あと始末を助手に委せて、研究室を出た。この十年はまつたく一瞬に過ぎたやうに思つた。そしてその回想は、いきほひ、十年前のパリ生活につながるのである。デュトオ街のアパルトマンから、近所のパストゥウル研究所に通ふ、あの朝夕の、すがすがしい、そして、また一方では、いひしれぬものうい気分にとらはれた、あのパリの生活である。

大学の門を一歩踏み出すと、焼け残つた本郷の通りが、彼を現実の埃のなかに引きもどす。込み合ふ電車、表情を失つた顔、どきつい女の衣裳、これでもかこれでもかといふ広告ビラ……。

押し流されるやうにして、中央線のA駅を降りる。そこできまつて、ほつとする習慣がいつの間にかついた。

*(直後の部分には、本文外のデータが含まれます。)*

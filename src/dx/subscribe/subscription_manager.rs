//! Subscriptions' manager.
//!
//! This module contains the manager which is responsible for tracking
//! registered subscriptions, driving the subscribe event engine and
//! coordinating presence leave announcements for abandoned subscribables.

use log::debug;
use spin::{Mutex, RwLock};

use crate::{
    core::{Runtime, RuntimeSupport},
    dx::presence::{LeaveEffectExecutor, PresenceManager},
    subscribe::{
        event_engine::{
            SubscribeEvent, SubscribeEventEngine, SubscriptionInput,
            SubscribeEffectInvocation::TerminateEventEngine,
        },
        traits::EventHandler,
        ConnectionStatus, EventDispatcher, SubscriptionCursor, Update,
    },
};

use std::sync::{
    atomic::{AtomicBool, Ordering},
    Arc, Weak,
};

/// In-flight transaction tracker with pending leave accumulators.
///
/// A leave announcement can't be sent while a subscribe call is in flight;
/// abandoned subscribables accumulate here and are drained when the
/// transaction completes or is cancelled.
pub(crate) struct LeaveTracker {
    /// Whether a subscribe transaction is currently in flight.
    in_flight: AtomicBool,

    /// Channels for which leave has been requested while busy.
    leave_channels: Mutex<Vec<String>>,

    /// Channel groups for which leave has been requested while busy.
    leave_channel_groups: Mutex<Vec<String>>,
}

impl LeaveTracker {
    pub fn new() -> Self {
        Self {
            in_flight: AtomicBool::new(false),
            leave_channels: Mutex::new(Vec::new()),
            leave_channel_groups: Mutex::new(Vec::new()),
        }
    }

    /// Whether no transaction is currently in flight.
    pub fn is_idle(&self) -> bool {
        !self.in_flight.load(Ordering::Acquire)
    }

    /// Mark the beginning of a subscribe transaction.
    pub fn begin_transaction(&self) {
        self.in_flight.store(true, Ordering::Release);
    }

    /// Mark the end of a subscribe transaction.
    ///
    /// Returns leave targets accumulated while the transaction was in
    /// flight, if there are any.
    pub fn end_transaction(&self) -> Option<(Vec<String>, Vec<String>)> {
        self.in_flight.store(false, Ordering::Release);
        self.drain()
    }

    /// Accumulate leave targets until the current transaction completes.
    pub fn enqueue(&self, channels: Vec<String>, channel_groups: Vec<String>) {
        self.leave_channels.lock().extend(channels);
        self.leave_channel_groups.lock().extend(channel_groups);
    }

    fn drain(&self) -> Option<(Vec<String>, Vec<String>)> {
        let channels = core::mem::take(&mut *self.leave_channels.lock());
        let channel_groups = core::mem::take(&mut *self.leave_channel_groups.lock());

        (!channels.is_empty() || !channel_groups.is_empty()).then_some((channels, channel_groups))
    }
}

/// Active subscriptions manager.
///
/// The client allows to have multiple [`Subscription`] and
/// [`SubscriptionSet`] objects; the manager aggregates their subscription
/// inputs, feeds changes into the subscribe event engine and routes received
/// statuses and real-time updates back to them.
///
/// [`Subscription`]: crate::subscribe::Subscription
/// [`SubscriptionSet`]: crate::subscribe::SubscriptionSet
pub(crate) struct SubscriptionManager {
    /// Subscription event engine.
    ///
    /// State machine which is responsible for subscription loop maintenance.
    subscribe_event_engine: Arc<SubscribeEventEngine>,

    /// List of registered event handlers.
    ///
    /// Handlers which will receive real-time updates and whose subscription
    /// inputs build up the aggregated subscribables list.
    event_handlers: RwLock<Vec<Weak<dyn EventHandler>>>,

    /// Global real-time events dispatcher.
    ///
    /// Client-level listener streams (including connection statuses) are
    /// attached here.
    event_dispatcher: Arc<EventDispatcher>,

    /// Presence manager.
    ///
    /// Keeps the presence heartbeat watcher informed about the current
    /// subscription input.
    presence_manager: Arc<PresenceManager>,

    /// In-flight transaction tracker with pending leave accumulators.
    leave_tracker: Arc<LeaveTracker>,

    /// Leave call function pointer.
    leave_call: Arc<LeaveEffectExecutor>,

    /// Runtime used to spawn leave announcements.
    runtime: RuntimeSupport,
}

impl SubscriptionManager {
    pub fn new(
        subscribe_event_engine: Arc<SubscribeEventEngine>,
        presence_manager: Arc<PresenceManager>,
        leave_tracker: Arc<LeaveTracker>,
        leave_call: Arc<LeaveEffectExecutor>,
        runtime: RuntimeSupport,
    ) -> Self {
        Self {
            subscribe_event_engine,
            event_handlers: Default::default(),
            event_dispatcher: Arc::new(EventDispatcher::new()),
            presence_manager,
            leave_tracker,
            leave_call,
            runtime,
        }
    }

    /// Global real-time events dispatcher.
    pub fn event_dispatcher(&self) -> Arc<EventDispatcher> {
        self.event_dispatcher.clone()
    }

    /// Register an event handler in the subscription loop.
    ///
    /// A `cursor` with a non-initial timetoken makes the subscription loop
    /// catch up on updates starting from the pointed moment.
    pub fn register(&self, handler: Arc<dyn EventHandler>, cursor: Option<SubscriptionCursor>) {
        {
            let mut handlers = self.event_handlers.write();
            handlers.push(Arc::downgrade(&handler));
        }

        let input = self.current_input();
        self.presence_manager.update_input(input.clone());

        let event = match cursor {
            Some(cursor) if !cursor.is_initial() => SubscribeEvent::SubscriptionRestored {
                channels: input.channels(),
                channel_groups: input.channel_groups(),
                cursor,
                sent_by_ee: false,
            },
            _ => SubscribeEvent::SubscriptionChanged {
                channels: input.channels(),
                channel_groups: input.channel_groups(),
                sent_by_ee: false,
            },
        };

        self.subscribe_event_engine.process(&event);
    }

    /// Remove an event handler from the subscription loop.
    pub fn unregister(&self, handler: Arc<dyn EventHandler>) {
        self.unregister_with_input(handler.id(), handler.subscription_input(true));
    }

    /// Remove an event handler (by identifier) from the subscription loop.
    ///
    /// Subscribables which were contributed only by the removed handler are
    /// announced as left.
    pub fn unregister_with_input(&self, handler_id: &str, input: SubscriptionInput) {
        {
            let mut handlers = self.event_handlers.write();
            handlers.retain(|weak| {
                weak.upgrade()
                    .map_or(false, |handler| handler.id().ne(handler_id))
            });
        }

        let remaining = self.current_input();
        self.presence_manager.update_input(remaining.clone());

        let abandoned = input - remaining.clone();
        if !abandoned.is_empty() {
            self.send_leave(&abandoned);
        }

        self.subscribe_event_engine
            .process(&SubscribeEvent::SubscriptionChanged {
                channels: remaining.channels(),
                channel_groups: remaining.channel_groups(),
                sent_by_ee: true,
            });
    }

    /// Handle membership change of a registered subscription set.
    ///
    /// `removed` carries the input of a member which has been removed from
    /// the set, so subscribables which are not covered by anything else can
    /// be announced as left.
    pub fn membership_changed(&self, removed: Option<SubscriptionInput>) {
        let input = self.current_input();
        self.presence_manager.update_input(input.clone());

        if let Some(removed) = removed {
            let abandoned = removed - input.clone();
            if !abandoned.is_empty() {
                self.send_leave(&abandoned);
            }
        }

        self.subscribe_event_engine
            .process(&SubscribeEvent::SubscriptionChanged {
                channels: input.channels(),
                channel_groups: input.channel_groups(),
                sent_by_ee: false,
            });
    }

    /// Temporarily stop real-time updates receive.
    pub fn disconnect(&self) {
        self.subscribe_event_engine.process(&SubscribeEvent::Disconnect);
    }

    /// Restore real-time updates receive.
    pub fn reconnect(&self, cursor: Option<SubscriptionCursor>) {
        self.subscribe_event_engine
            .process(&SubscribeEvent::Reconnect { cursor });
    }

    /// Unsubscribe from everything.
    ///
    /// Invalidates all registered handlers, announces leave for everything
    /// which was part of the subscription loop and moves the state machine
    /// into the unsubscribed state.
    pub fn unsubscribe_all(&self) {
        let input = self.current_input();

        {
            let mut handlers = self.event_handlers.write();
            handlers.iter().for_each(|weak| {
                if let Some(handler) = weak.upgrade() {
                    handler.invalidate();
                }
            });
            handlers.clear();
        }

        self.presence_manager.update_input(Default::default());

        if !input.is_empty() {
            self.send_leave(&input);
        }

        self.subscribe_event_engine
            .process(&SubscribeEvent::UnsubscribeAll);
    }

    /// Notify about connection status change.
    pub fn notify_new_status(&self, status: ConnectionStatus) {
        self.event_dispatcher.handle_status(status);
    }

    /// Notify about received real-time updates.
    pub fn notify_new_messages(&self, cursor: SubscriptionCursor, messages: Vec<Update>) {
        {
            let handlers = self.event_handlers.read();
            handlers.iter().for_each(|weak| {
                if let Some(handler) = weak.upgrade() {
                    handler.handle_events(cursor.clone(), &messages);
                }
            });
        }

        self.event_dispatcher.handle_events(messages);
    }

    /// Terminate the subscription module.
    ///
    /// Used during client destruction.
    pub fn terminate(&self) {
        {
            let mut handlers = self.event_handlers.write();
            handlers.iter().for_each(|weak| {
                if let Some(handler) = weak.upgrade() {
                    handler.invalidate();
                }
            });
            handlers.clear();
        }

        self.presence_manager.stop();
        self.subscribe_event_engine.stop(TerminateEventEngine);
    }

    /// Aggregated subscription input of all registered handlers.
    ///
    /// The aggregate is recomputed from scratch on every call; dead handler
    /// references are pruned along the way.
    fn current_input(&self) -> SubscriptionInput {
        let mut handlers = self.event_handlers.write();
        handlers.retain(|weak| weak.upgrade().is_some());

        handlers
            .iter()
            .filter_map(|weak| weak.upgrade())
            .fold(SubscriptionInput::default(), |acc, handler| {
                acc + handler.subscription_input(false)
            })
    }

    /// Announce leave for abandoned subscribables.
    ///
    /// The announcement is queued when a subscribe transaction is in flight
    /// and sent when it completes.
    fn send_leave(&self, input: &SubscriptionInput) {
        let channels = input.channels().unwrap_or_default();
        let channel_groups = input.channel_groups().unwrap_or_default();

        if self.leave_tracker.is_idle() {
            debug!("Announcing leave for {channels:?} / {channel_groups:?}");
            self.runtime
                .spawn((self.leave_call)(channels, channel_groups));
        } else {
            debug!("Queueing leave for {channels:?} / {channel_groups:?}");
            self.leave_tracker.enqueue(channels, channel_groups);
        }
    }
}

impl core::fmt::Debug for SubscriptionManager {
    fn fmt(&self, f: &mut core::fmt::Formatter<'_>) -> core::fmt::Result {
        write!(
            f,
            "SubscriptionManager {{ handlers: {} }}",
            self.event_handlers.read().len()
        )
    }
}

妻の実家の疎開以来、そのあとへ納まつてゐる現在の住居は、延坪六十坪にあまる屋敷で、親子三人の暮しでは文句のいひやうもない。誰か気心の知れたものなら、半分住はせてやつてもよいといふ妻の意見もあるのだが、彼は、周囲の例から同居生活の不成功を数へあげて反対した。

食卓につくと、彼は、妻の真帆子に言つた。

「君にいつか話したことがあるかもしれないが、パリで知り合つたコンシャアルつていふ男が、近いうちに日本へやつて来るさうだ。今日手紙で知らせてきたんだ。なんの目的だか、その頃、日本語の勉強をしてた男だが、別に深いつきあひをしたわけぢやない。だが、日本へ来れば、きつとなにかと、面倒をみてやらなけれやなるまい」

妻の真帆子は、それ以上、詳しいことを聞かうともしなかつたが、それは、内海達郎にすると、すこし物足りない。もつと好奇心を起してもいいはずである。外国人の客が、一人や二人あつてもいいなどと、だしぬけに言ひだしたこともある彼女である。

さういへば、彼等が結婚したのは昭和十年の秋で、その翌年の春、急に文部省からフランス留学の沙汰が出て、彼は身重になつた妻を残して日本を離れた。二年の予定であつたが、妻の実家に相談して、あと二年滞在の費用を出してもらひ、やつと研究をまとめることができた。その時、妻から、子供を両親が預るといふから、自分も出かけて行きたいと言つて寄越したのを、彼は賛成できない一理由があつて、思ひ止まらせたのである。その理由といふのは、ほかでもない。彼は年上のあるフランス女と同棲してゐたのである。この秘密は、むろん妻には知れるはずはないのだが、二つ返事で彼女を呼び寄せなかつたことは、いまだに、妻を釈然とさせてゐないこともまた事実であつた。

娘のルナ子がひとりでおしやべりをはじめたので、内海達郎は、自然に話題を変へることができた。今年十五になるこの娘は、母に似て眼が大きく、色が白く、神経質であつた。

「すこし、黙つてらつしやい」

と、母にたしなめられて、舌を出し、父親の方へいたずらつ子のやうに首をちぢめてみせた。

「かういふ連中が五十人ゐる教室は、ちよつと想像がつかんね」

「ルナ子は特別ですよ。不思議だわ。だれに似たのかしら?」

なるほど、母親は、どちらかといへば口数の多い方ではなかつた。少女時代は、すましやさんといはれたくらゐで、彼との婚約の期間も、やつと一と月かそこいらだつたのに、第一の苦労は、彼女に口をきかせることだつた。

しかし、言葉数の少いわりに、彼女の眼は実によくものを言つた。どんな問ひにも、キッパリ答へるその瞳の表情は、天下無類のやうに思はれた。三十六の今日まで、一種つややかな風姿を保つてゐるのは、まつたくそのためである。内海達郎は、新婚の幾月かを夢中で過したといふものの、四年の別居生活を隔てて、いはば、新しい妻を発見したのである。十年の歳月は、普通のコースを踏まず、日に日に妻への思慕をつのらせるといふ不思議な朝夕であつた。